This originally appeared in the Long Island Business News.
For unity, start with a symbol
Walking on the campus of Suffolk Community College recently, I noticed there were flags representing the United States, New York and Suffolk County. Go into a town hall or village hall and you will see the aforementioned flags plus a flag representing the local municipality.
What you won’t see is a flag representing Long Island. This has to change, especially now that the New York Senate is under Republican control and nine of those Republicans are Long Island-based, including Majority Leader Dean Skelos.
Given the current state of the state, it has never been more important for Long Islanders to work together. Establishing a Long Island flag serves as a symbolic yet significant step toward reminding folks – particularly our elected officials – that we need to think of ourselves as Long Islanders.
Our position on a specific issue should stem from how it affects us as Long Islanders, not just on how it impacts our school district, village, town and county. Having a Long Island flag fly alongside the country, state and local municipality flags in official buildings would serve as a healthy reminder that there is a bigger picture to take into consideration, especially when it comes to recruiting companies to locate in our region.
The Long Island business community would benefit because the greater the effort we put into thinking of ourselves as Long Islanders, the more unified we will appear as a region. And the more unified we are, the better the image Long Island will enjoy as place to do business.
The whole of Long Island is much greater than the sum of its parts. For example, working independently, the Town of Islip can boast about having an airport and a foreign trade zone. Working as part of a unified region, however, those assets can be extolled in conjunction with the fact that Long Island generates well north of $100 billion annually in economic activity and is home to close to 20 four-year colleges and universities, not to mention Cold Spring Harbor and Brookhaven National laboratories.
So why doesn’t Long Island have its own flag? It’s because there’s no government of Long Island. Obviously, there’s plenty of government. But because no overriding entity, no “Long Island government,” exists, there has never been a governing body to call for the creation of a flag to represent Long Island.

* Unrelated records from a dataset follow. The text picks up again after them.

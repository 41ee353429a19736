//! Terminal front end for the tic-tac-toe engine.
//!
//! # Architecture
//!
//! - **Config**: TOML play settings with CLI overrides
//! - **Contestants**: a human at the terminal or the minimax advisor
//! - **Orchestrator**: alternates contestants until the game is decided

#![warn(missing_docs)]
#![forbid(unsafe_code)]

mod config;
mod contestants;
mod orchestrator;

pub use config::{ConfigError, DEFAULT_CONFIG_FILE, PlayConfig};
pub use contestants::{Advisor, Contestant, Human};
pub use orchestrator::{Match, MatchEnd};
//! Exhaustive minimax move advisor.
//!
//! Every continuation from the current position is explored; there is no
//! pruning and nothing is cached between calls. The tree is at most 9 ply
//! deep, so a search from the empty board visits roughly half a million
//! positions.

use crate::{Board, Outcome, Player, Position};
use derive_more::Display;
use serde::{Deserialize, Serialize};
use std::ops::Neg;
use tracing::{debug, instrument};

/// Value of a position from one player's point of view.
#[derive(
    Debug, Clone, Copy, PartialEq, Eq, PartialOrd, Ord, Hash, Serialize, Deserialize, Display,
)]
pub enum Evaluation {
    /// The opponent wins with best play.
    #[display("loss")]
    Loss,
    /// Neither side can force a win.
    #[display("draw")]
    Draw,
    /// This player wins with best play.
    #[display("win")]
    Win,
}

impl Evaluation {
    /// Signed value: -1 loss, 0 draw, +1 win.
    pub fn value(self) -> i8 {
        match self {
            Evaluation::Loss => -1,
            Evaluation::Draw => 0,
            Evaluation::Win => 1,
        }
    }

    /// Evaluation of a decided outcome for `player`.
    pub fn of(outcome: Outcome, player: Player) -> Option<Self> {
        match outcome {
            Outcome::Won(winner) if winner == player => Some(Evaluation::Win),
            Outcome::Won(_) => Some(Evaluation::Loss),
            Outcome::Draw => Some(Evaluation::Draw),
            Outcome::Undecided => None,
        }
    }
}

impl Neg for Evaluation {
    type Output = Self;

    /// The same value seen from the opponent's side.
    fn neg(self) -> Self {
        match self {
            Evaluation::Loss => Evaluation::Win,
            Evaluation::Draw => Evaluation::Draw,
            Evaluation::Win => Evaluation::Loss,
        }
    }
}

/// The advisor's recommended move.
#[derive(Debug, Clone, Copy, PartialEq, Eq, Serialize, Deserialize, derive_new::new)]
pub struct Suggestion {
    /// Player the move is for.
    pub player: Player,
    /// Recommended cell.
    pub position: Position,
    /// Value of the game after this move with best play by both sides.
    pub evaluation: Evaluation,
}

/// Returns the optimal move for the player to move.
///
/// Returns `None` when the game is already over or no cell is empty.
pub fn suggest(board: &Board) -> Option<Position> {
    analyze(board).map(|suggestion| suggestion.position)
}

/// Returns the optimal move for the player to move, with its evaluation.
///
/// Moves are preferred win over draw over loss. Among equal moves the first
/// in row-major order is chosen.
#[instrument(skip(board), fields(occupied = board.occupied_count(), player = %board.to_move()))]
pub fn analyze(board: &Board) -> Option<Suggestion> {
    if board.outcome().is_decided() {
        debug!(outcome = %board.outcome(), "Game already over");
        return None;
    }

    let player = board.to_move();
    let (position, evaluation) = search(board, player)?;
    debug!(%position, %evaluation, "Search complete");
    Some(Suggestion::new(player, position, evaluation))
}

/// Searches every empty cell for `player`, recursing on the opponent's reply.
///
/// A move that decides the game is returned at once without looking at later
/// cells, and scanning stops at the first forced win.
fn search(board: &Board, player: Player) -> Option<(Position, Evaluation)> {
    let mut best: Option<(Position, Evaluation)> = None;

    for position in board.blanks() {
        let mut child = *board;
        child.place(position, player);

        if let Some(evaluation) = Evaluation::of(child.winner(player), player) {
            return Some((position, evaluation));
        }

        let Some((_, reply)) = search(&child, player.opponent()) else {
            continue;
        };
        let evaluation = -reply;
        if best.is_none_or(|(_, value)| evaluation > value) {
            best = Some((position, evaluation));
        }
        if evaluation == Evaluation::Win {
            break;
        }
    }

    best
}

#[cfg(test)]
mod tests {
    use super::*;

    fn play(tokens: &[&str]) -> Board {
        let mut board = Board::new();
        for token in tokens {
            let position = board.parse_position(token).unwrap();
            board.apply_move(position);
        }
        board
    }

    fn pos(token: &str) -> Position {
        Position::from_token(token).unwrap()
    }

    #[test]
    fn test_evaluation_ordering() {
        assert!(Evaluation::Win > Evaluation::Draw);
        assert!(Evaluation::Draw > Evaluation::Loss);
        assert_eq!(-Evaluation::Win, Evaluation::Loss);
        assert_eq!(-Evaluation::Draw, Evaluation::Draw);
        assert_eq!(Evaluation::Loss.value(), -1);
    }

    #[test]
    fn test_takes_immediate_win() {
        // X: a1 a2, O: b1 b2, X to move.
        let board = play(&["a1", "b1", "a2", "b2"]);
        let suggestion = analyze(&board).unwrap();
        assert_eq!(suggestion.player, Player::X);
        assert_eq!(suggestion.position, pos("a3"));
        assert_eq!(suggestion.evaluation, Evaluation::Win);
    }

    #[test]
    fn test_blocks_opponent_line() {
        // X: a1 c3, O: b2 a2; O threatens c2, X must block.
        let board = play(&["a1", "b2", "c3", "a2"]);
        let suggestion = analyze(&board).unwrap();
        assert_eq!(suggestion.position, pos("c2"));
    }

    #[test]
    fn test_last_cell_is_forced() {
        let board = play(&["a1", "b2", "a2", "a3", "c1", "b1", "b3", "c2"]);
        assert_eq!(board.blanks(), vec![pos("c3")]);
        let suggestion = analyze(&board).unwrap();
        assert_eq!(suggestion.position, pos("c3"));
        assert_eq!(suggestion.evaluation, Evaluation::Draw);
    }

    #[test]
    fn test_finished_game_has_no_suggestion() {
        let board = play(&["a1", "b1", "a2", "b2", "a3"]);
        assert_eq!(board.outcome(), Outcome::Won(Player::X));
        assert_eq!(suggest(&board), None);
    }

    #[test]
    fn test_lost_position_reports_loss() {
        // X forks on b1 and c2; O cannot block both.
        let board = play(&["a1", "b2", "c3", "a3", "c1"]);
        assert_eq!(board.to_move(), Player::O);
        let suggestion = analyze(&board).unwrap();
        assert_eq!(suggestion.evaluation, Evaluation::Loss);
        // Every move loses, so the first empty cell is kept.
        assert_eq!(suggestion.position, pos("a2"));
    }
}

The absence of a flag is only a symptom. The problem: Long Island has long suffered an identity crisis. For instance, Brooklyn and Queens – two-fifths of New York City – are physically located on Long Island, but good luck getting residents from those two boroughs to refer to themselves as Long Islanders. In fact, good luck getting out of either borough alive if you insist they refer to themselves as Long Islanders.
Then you have the “Manhasset/Massapequa/Mattituck” factor. Three very different hamlets, but each one as much a part of the Long Island landscape as the other two. There is no such thing as a “typical” Long Island town, and there is no one iconic image that represents Long Island, despite Charles Wang’s best efforts. As a result, you have the well-documented fragmentation that has prevented Long Island from being taken seriously not only in Albany, but in Washington and around the rest of the country.
Does having a Long Island flag solve all our problems? Not necessarily. But it wouldn’t take much to create a Long Island flag. We could form a commission with representatives from both counties and all of Long Island’s towns as well as some folks from the private, civic and education sectors. It would be their job to settle on and approve a design – the simpler the better – and voilá: a significant first step toward greater unity amongst an otherwise fragmented region. It’s an idea worth saluting and pursuing.
Michael Watt is president of Long Island Inc., a consulting firm based in Babylon.